Understanding RADIUS Server States and Commands
Server States
The system defines three server states for connected RADIUS servers:
-
Active: The server is believed to be operational.
-
Not Responding: The server has failed to respond to a message from the system a configured number of times (retries).
-
Down: The system is no longer sending requests to the server.
RADIUS Server Commands
RADIUS server states are controlled by parameters set in the RADIUS Server Group Configuration Mode. The commands are:
-
detect-dead-server : Configures how the system determines that a RADIUS server is not functioning. One or both of the following parameters should be set:
-
consecutive-failures : Configures the consecutive number of times the RADIUS server is unreachable by any single aaamgr on the system based on the max-retries command. If this command is enabled, each time the maximum number of retries is exceeded, this counter increments by one for the particular aaamgr and server. When any aaamgr exceeds this counter for a specific RADIUS server, the server's state is changed to "Down" and the deadtime timer is started. The default is enabled and 4.
-
response-timeout : Configures a specific delay, in seconds, in receiving a response from the RADIUS server before the server's state is changed to "Down" and the deadtime timer is started. The default is disabled.
Note
If response-timeout is configured and consecutive-failures is not, the system will only wait for the specified period of time before changing the server's state to "Down", ignoring other settings such as radius timeout , and max-retries .

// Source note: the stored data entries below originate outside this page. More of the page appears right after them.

use anyhow::Result;
use rusqlite::{Connection, Row, params};
use uuid::Uuid;

use foodlink_types::models::{Feedback, GeoPoint, User};

use crate::Database;
use crate::codec::{self, fmt_ts};
use crate::models::{NewUser, ProfileUpdate, UserCredentials};

const USER_COLUMNS: &str =
    "id, name, email, role, verified, phone, address, latitude, longitude, created_at";

const FEEDBACK_COLUMNS: &str =
    "id, donation_id, donor_id, receiver_id, rating, comment, created_at";

impl Database {
    // -- Users --

    /// Insert a user. Returns false when the email is already registered.
    pub fn create_user(&self, user: &NewUser) -> Result<bool> {
        self.with_conn_mut(|conn| {
            let inserted = conn.execute(
                "INSERT OR IGNORE INTO users
                    (id, name, email, password, role, verified, phone, address, latitude, longitude, created_at)
                 VALUES (?1, ?2, ?3, ?4, ?5, ?6, ?7, ?8, ?9, ?10, ?11)",
                params![
                    user.id.to_string(),
                    user.name,
                    user.email,
                    user.password_hash,
                    user.role.as_str(),
                    user.verified,
                    user.phone,
                    user.address,
                    user.location.map(|l| l.latitude),
                    user.location.map(|l| l.longitude),
                    fmt_ts(&user.created_at),
                ],
            )?;
            Ok(inserted == 1)
        })
    }

    pub fn get_user_by_id(&self, id: Uuid) -> Result<Option<User>> {
        self.with_conn(|conn| query_user_by_id(conn, id))
    }

    pub fn get_credentials_by_email(&self, email: &str) -> Result<Option<UserCredentials>> {
        self.with_conn(|conn| {
            let sql = format!("SELECT {}, password FROM users WHERE email = ?1", USER_COLUMNS);
            let row = conn
                .query_row(&sql, [email], |row| {
                    Ok(UserCredentials {
                        user: user_from_row(row)?,
                        password_hash: row.get(10)?,
                    })
                })
                .optional()?;
            Ok(row)
        })
    }

    pub fn list_users(&self) -> Result<Vec<User>> {
        self.with_conn(|conn| {
            let sql = format!("SELECT {} FROM users ORDER BY created_at", USER_COLUMNS);
            let mut stmt = conn.prepare(&sql)?;
            let rows = stmt
                .query_map([], user_from_row)?
                .collect::<std::result::Result<Vec<_>, _>>()?;
            Ok(rows)
        })
    }

    pub fn update_profile(&self, id: Uuid, update: &ProfileUpdate) -> Result<Option<User>> {
        self.with_conn_mut(|conn| {
            let changed = conn.execute(
                "UPDATE users SET
                    name = COALESCE(?1, name),
                    phone = COALESCE(?2, phone),
                    address = COALESCE(?3, address),
                    latitude = COALESCE(?4, latitude),
                    longitude = COALESCE(?5, longitude)
                 WHERE id = ?6",
                params![
                    update.name,
                    update.phone,
                    update.address,
                    update.location.map(|l| l.latitude),
                    update.location.map(|l| l.longitude),
                    id.to_string(),
                ],
            )?;
            if changed == 0 {
                return Ok(None);
            }
            query_user_by_id(conn, id)
        })
    }

    /// Flip a receiver's verification flag. Returns `None` when the id does
    /// not name a receiver.
    pub fn set_receiver_verified(&self, id: Uuid) -> Result<Option<User>> {
        self.with_conn_mut(|conn| {
            let changed = conn.execute(
                "UPDATE users SET verified = 1 WHERE id = ?1 AND role = 'receiver'",
                [id.to_string()],
            )?;
            if changed == 0 {
                return Ok(None);
            }
            query_user_by_id(conn, id)
        })
    }

    // -- Feedback --

    /// Insert feedback. Returns false when this receiver already rated the
    /// donation.
    pub fn insert_feedback(&self, feedback: &Feedback) -> Result<bool> {
        self.with_conn_mut(|conn| {
            let inserted = conn.execute(
                "INSERT OR IGNORE INTO feedback
                    (id, donation_id, donor_id, receiver_id, rating, comment, created_at)
                 VALUES (?1, ?2, ?3, ?4, ?5, ?6, ?7)",
                params![
                    feedback.id.to_string(),
                    feedback.donation_id.to_string(),
                    feedback.donor_id.to_string(),
                    feedback.receiver_id.to_string(),
                    feedback.rating,
                    feedback.comment,
                    fmt_ts(&feedback.created_at),
                ],
            )?;
            Ok(inserted == 1)
        })
    }

    pub fn feedback_for_donation(&self, donation_id: Uuid) -> Result<Vec<Feedback>> {
        self.query_feedback("WHERE donation_id = ?1", Some(donation_id))
    }

    pub fn feedback_by_donor(&self, donor_id: Uuid) -> Result<Vec<Feedback>> {
        self.query_feedback("WHERE donor_id = ?1", Some(donor_id))
    }

    pub fn feedback_by_receiver(&self, receiver_id: Uuid) -> Result<Vec<Feedback>> {
        self.query_feedback("WHERE receiver_id = ?1", Some(receiver_id))
    }

    pub fn all_feedback(&self) -> Result<Vec<Feedback>> {
        self.query_feedback("", None)
    }

    fn query_feedback(&self, filter: &str, id: Option<Uuid>) -> Result<Vec<Feedback>> {
        self.with_conn(|conn| {
            let sql = format!(
                "SELECT {} FROM feedback {} ORDER BY created_at",
                FEEDBACK_COLUMNS, filter
            );
            let mut stmt = conn.prepare(&sql)?;
            let rows = match id {
                Some(id) => stmt
                    .query_map([id.to_string()], feedback_from_row)?
                    .collect::<std::result::Result<Vec<_>, _>>()?,
                None => stmt
                    .query_map([], feedback_from_row)?
                    .collect::<std::result::Result<Vec<_>, _>>()?,
            };
            Ok(rows)
        })
    }
}

fn query_user_by_id(conn: &Connection, id: Uuid) -> Result<Option<User>> {
    let sql = format!("SELECT {} FROM users WHERE id = ?1", USER_COLUMNS);
    let row = conn
        .query_row(&sql, [id.to_string()], user_from_row)
        .optional()?;
    Ok(row)
}

fn user_from_row(row: &Row<'_>) -> rusqlite::Result<User> {
    let latitude: Option<f64> = row.get(7)?;
    let longitude: Option<f64> = row.get(8)?;
    Ok(User {
        id: codec::uuid(row, 0)?,
        name: row.get(1)?,
        email: row.get(2)?,
        role: codec::parsed(row, 3)?,
        verified: row.get(4)?,
        phone: row.get(5)?,
        address: row.get(6)?,
        location: latitude
            .zip(longitude)
            .map(|(lat, lng)| GeoPoint::new(lat, lng)),
        created_at: codec::ts(row, 9)?,
    })
}

fn feedback_from_row(row: &Row<'_>) -> rusqlite::Result<Feedback> {
    Ok(Feedback {
        id: codec::uuid(row, 0)?,
        donation_id: codec::uuid(row, 1)?,
        donor_id: codec::uuid(row, 2)?,
        receiver_id: codec::uuid(row, 3)?,
        rating: row.get(4)?,
        comment: row.get(5)?,
        created_at: codec::ts(row, 6)?,
    })
}

/// Extension trait for optional query results
pub(crate) trait OptionalExt<T> {
    fn optional(self) -> Result<Option<T>>;
}

impl<T> OptionalExt<T> for std::result::Result<T, rusqlite::Error> {
    fn optional(self) -> Result<Option<T>> {
        match self {
            Ok(val) => Ok(Some(val)),
            Err(rusqlite::Error::QueryReturnedNoRows) => Ok(None),
            Err(e) => Err(e.into()),
        }
    }
}

#[cfg(test)]
mod tests {
    use super::*;
    use chrono::Utc;
    use foodlink_types::models::Role;

    fn new_user(email: &str, role: Role) -> NewUser {
        NewUser {
            id: Uuid::new_v4(),
            name: "Asha".into(),
            email: email.into(),
            password_hash: "hash".into(),
            role,
            verified: false,
            phone: None,
            address: None,
            location: Some(GeoPoint::new(17.385, 78.4867)),
            created_at: Utc::now(),
        }
    }

    #[test]
    fn duplicate_email_is_rejected() {
        let db = Database::open_in_memory().unwrap();
        assert!(db.create_user(&new_user("a@example.org", Role::Donor)).unwrap());
        assert!(!db.create_user(&new_user("a@example.org", Role::Receiver)).unwrap());
    }

    #[test]
    fn credentials_round_trip() {
        let db = Database::open_in_memory().unwrap();
        let user = new_user("b@example.org", Role::Receiver);
        db.create_user(&user).unwrap();

        let creds = db.get_credentials_by_email("b@example.org").unwrap().unwrap();
        assert_eq!(creds.user.id, user.id);
        assert_eq!(creds.user.role, Role::Receiver);
        assert_eq!(creds.password_hash, "hash");
        assert_eq!(creds.user.location, Some(GeoPoint::new(17.385, 78.4867)));
        assert!(db.get_credentials_by_email("nobody@example.org").unwrap().is_none());
    }

    #[test]
    fn only_receivers_can_be_verified() {
        let db = Database::open_in_memory().unwrap();
        let donor = new_user("d@example.org", Role::Donor);
        let receiver = new_user("r@example.org", Role::Receiver);
        db.create_user(&donor).unwrap();
        db.create_user(&receiver).unwrap();

        assert!(db.set_receiver_verified(donor.id).unwrap().is_none());
        let verified = db.set_receiver_verified(receiver.id).unwrap().unwrap();
        assert!(verified.verified);
        // Idempotent.
        assert!(db.set_receiver_verified(receiver.id).unwrap().is_some());
    }

    #[test]
    fn profile_update_keeps_unset_fields() {
        let db = Database::open_in_memory().unwrap();
        let user = new_user("p@example.org", Role::Donor);
        db.create_user(&user).unwrap();

        let updated = db
            .update_profile(
                user.id,
                &ProfileUpdate {
                    phone: Some("+91 98765 43210".into()),
                    ..Default::default()
                },
            )
            .unwrap()
            .unwrap();
        assert_eq!(updated.name, "Asha");
        assert_eq!(updated.phone.as_deref(), Some("+91 98765 43210"));
        assert!(db.update_profile(Uuid::new_v4(), &ProfileUpdate::default()).unwrap().is_none());
    }
}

If response-timeout is configured and consecutive-failures is not, consecutive-failures is removed entirely from the system, including default configuration. If both parameters are configured, then both conditions must be met to change a RADIUS server's state to "Down".
-
-
deadtime : Configure the maximum amount of time, in minutes, that must elapse after a context has exceeded one or both of the detect-dead-server parameters, depending on which parameter is configured. Once this timer has elapsed, the system reclassifies the RADIUS server as "Active" and subsequent requests to it can be made. If radius deadtime is not explicitly configured, the default value of 10 minutes is used.
Note
Configuring deadtime as 0 disables the feature and the server is never marked as DOWN.
-
max-retries : Configures maximum number of times the system attempts to retry communication with a RADIUS server. Once exceeded, the system changes the state of the server to "Not Responding", increments the detect-dead-server consecutive-failures counter (if configured), and attempts to communicate with another RADIUS server. The default value for this parameter is 5.
-
max-transmissions : Configures the maximum number of times the system transmits authentication requests across all configured/enabled servers before it fails the authentication due to lack of response. The absolute maximum number of transmissions is equal to NS * (N + 1), where NS is the number of configured authentication servers, and N is the setting for radius max-retries . The default for this command is disabled.
-
timeout : Specifies how many seconds the system waits for a response from a RADIUS server before re-transmitting the request.
More information regarding each command can be found in the Command Line Interface Reference.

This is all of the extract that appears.